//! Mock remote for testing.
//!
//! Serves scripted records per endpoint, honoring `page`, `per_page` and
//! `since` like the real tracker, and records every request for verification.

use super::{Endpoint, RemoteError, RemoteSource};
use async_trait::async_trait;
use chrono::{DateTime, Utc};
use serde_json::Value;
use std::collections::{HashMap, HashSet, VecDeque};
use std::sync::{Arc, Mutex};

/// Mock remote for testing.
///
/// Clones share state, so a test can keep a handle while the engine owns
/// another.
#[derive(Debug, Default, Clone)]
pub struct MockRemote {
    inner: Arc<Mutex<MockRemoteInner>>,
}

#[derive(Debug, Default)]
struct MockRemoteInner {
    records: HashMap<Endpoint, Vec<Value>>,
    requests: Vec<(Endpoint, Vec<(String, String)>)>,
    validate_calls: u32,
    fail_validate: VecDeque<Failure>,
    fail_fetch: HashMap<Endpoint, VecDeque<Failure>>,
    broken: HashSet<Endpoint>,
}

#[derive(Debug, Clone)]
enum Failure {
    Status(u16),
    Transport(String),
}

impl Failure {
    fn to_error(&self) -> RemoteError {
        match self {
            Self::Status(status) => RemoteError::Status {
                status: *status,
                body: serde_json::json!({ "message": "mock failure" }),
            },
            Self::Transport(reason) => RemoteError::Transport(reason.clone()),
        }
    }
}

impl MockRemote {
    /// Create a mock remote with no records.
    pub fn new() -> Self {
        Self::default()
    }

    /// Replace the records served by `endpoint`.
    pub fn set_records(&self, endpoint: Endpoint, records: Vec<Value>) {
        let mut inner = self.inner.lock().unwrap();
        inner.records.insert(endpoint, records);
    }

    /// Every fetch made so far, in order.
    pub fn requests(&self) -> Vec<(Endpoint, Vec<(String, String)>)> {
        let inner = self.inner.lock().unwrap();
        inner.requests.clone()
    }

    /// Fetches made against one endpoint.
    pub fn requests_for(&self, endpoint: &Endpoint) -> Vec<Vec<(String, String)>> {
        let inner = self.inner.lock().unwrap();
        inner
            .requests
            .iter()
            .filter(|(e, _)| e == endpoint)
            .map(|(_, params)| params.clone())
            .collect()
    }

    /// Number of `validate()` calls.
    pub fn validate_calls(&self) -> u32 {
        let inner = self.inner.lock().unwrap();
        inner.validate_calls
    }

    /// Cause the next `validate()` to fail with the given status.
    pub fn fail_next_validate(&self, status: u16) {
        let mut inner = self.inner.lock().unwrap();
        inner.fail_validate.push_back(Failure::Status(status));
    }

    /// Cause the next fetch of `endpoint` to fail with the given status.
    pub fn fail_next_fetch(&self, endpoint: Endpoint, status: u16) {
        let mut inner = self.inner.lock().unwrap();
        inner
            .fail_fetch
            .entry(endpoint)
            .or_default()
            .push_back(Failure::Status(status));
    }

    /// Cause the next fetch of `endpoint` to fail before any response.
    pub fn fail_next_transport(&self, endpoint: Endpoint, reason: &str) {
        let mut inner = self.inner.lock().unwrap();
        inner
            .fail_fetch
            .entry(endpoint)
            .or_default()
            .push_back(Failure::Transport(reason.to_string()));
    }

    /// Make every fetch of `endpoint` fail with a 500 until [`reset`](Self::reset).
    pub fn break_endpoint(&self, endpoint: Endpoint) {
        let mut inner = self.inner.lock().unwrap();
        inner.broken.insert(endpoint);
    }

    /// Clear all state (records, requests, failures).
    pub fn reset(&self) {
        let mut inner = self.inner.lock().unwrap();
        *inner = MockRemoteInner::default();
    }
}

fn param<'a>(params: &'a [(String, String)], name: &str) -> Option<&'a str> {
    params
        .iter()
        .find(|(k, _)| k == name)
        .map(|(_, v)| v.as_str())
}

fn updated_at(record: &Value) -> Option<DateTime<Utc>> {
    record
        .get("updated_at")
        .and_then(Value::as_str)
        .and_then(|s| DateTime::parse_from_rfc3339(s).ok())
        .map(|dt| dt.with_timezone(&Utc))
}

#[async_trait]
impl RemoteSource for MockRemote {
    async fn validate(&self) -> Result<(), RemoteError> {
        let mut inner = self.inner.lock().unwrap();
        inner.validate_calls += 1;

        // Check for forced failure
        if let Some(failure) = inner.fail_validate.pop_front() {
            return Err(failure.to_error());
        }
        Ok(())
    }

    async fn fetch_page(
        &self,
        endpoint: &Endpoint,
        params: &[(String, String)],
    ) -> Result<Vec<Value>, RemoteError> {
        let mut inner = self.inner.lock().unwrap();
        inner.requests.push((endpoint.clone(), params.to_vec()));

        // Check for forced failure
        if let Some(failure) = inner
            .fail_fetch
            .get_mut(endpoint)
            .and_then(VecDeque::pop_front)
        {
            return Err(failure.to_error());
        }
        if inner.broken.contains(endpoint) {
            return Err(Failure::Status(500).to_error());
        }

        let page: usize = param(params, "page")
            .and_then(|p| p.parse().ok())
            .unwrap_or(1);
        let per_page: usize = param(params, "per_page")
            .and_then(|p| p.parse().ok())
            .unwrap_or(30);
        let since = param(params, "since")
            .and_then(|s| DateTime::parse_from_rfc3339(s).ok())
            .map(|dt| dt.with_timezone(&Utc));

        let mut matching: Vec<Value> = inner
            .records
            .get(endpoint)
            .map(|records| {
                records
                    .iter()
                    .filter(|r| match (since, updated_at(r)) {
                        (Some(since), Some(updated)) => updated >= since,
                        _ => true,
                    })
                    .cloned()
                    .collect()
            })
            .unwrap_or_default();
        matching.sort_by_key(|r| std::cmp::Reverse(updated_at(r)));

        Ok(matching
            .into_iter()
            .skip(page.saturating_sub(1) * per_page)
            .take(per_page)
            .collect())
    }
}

::::::::

A single figure is required: the number of lines in the entries that hold the string "derive".

3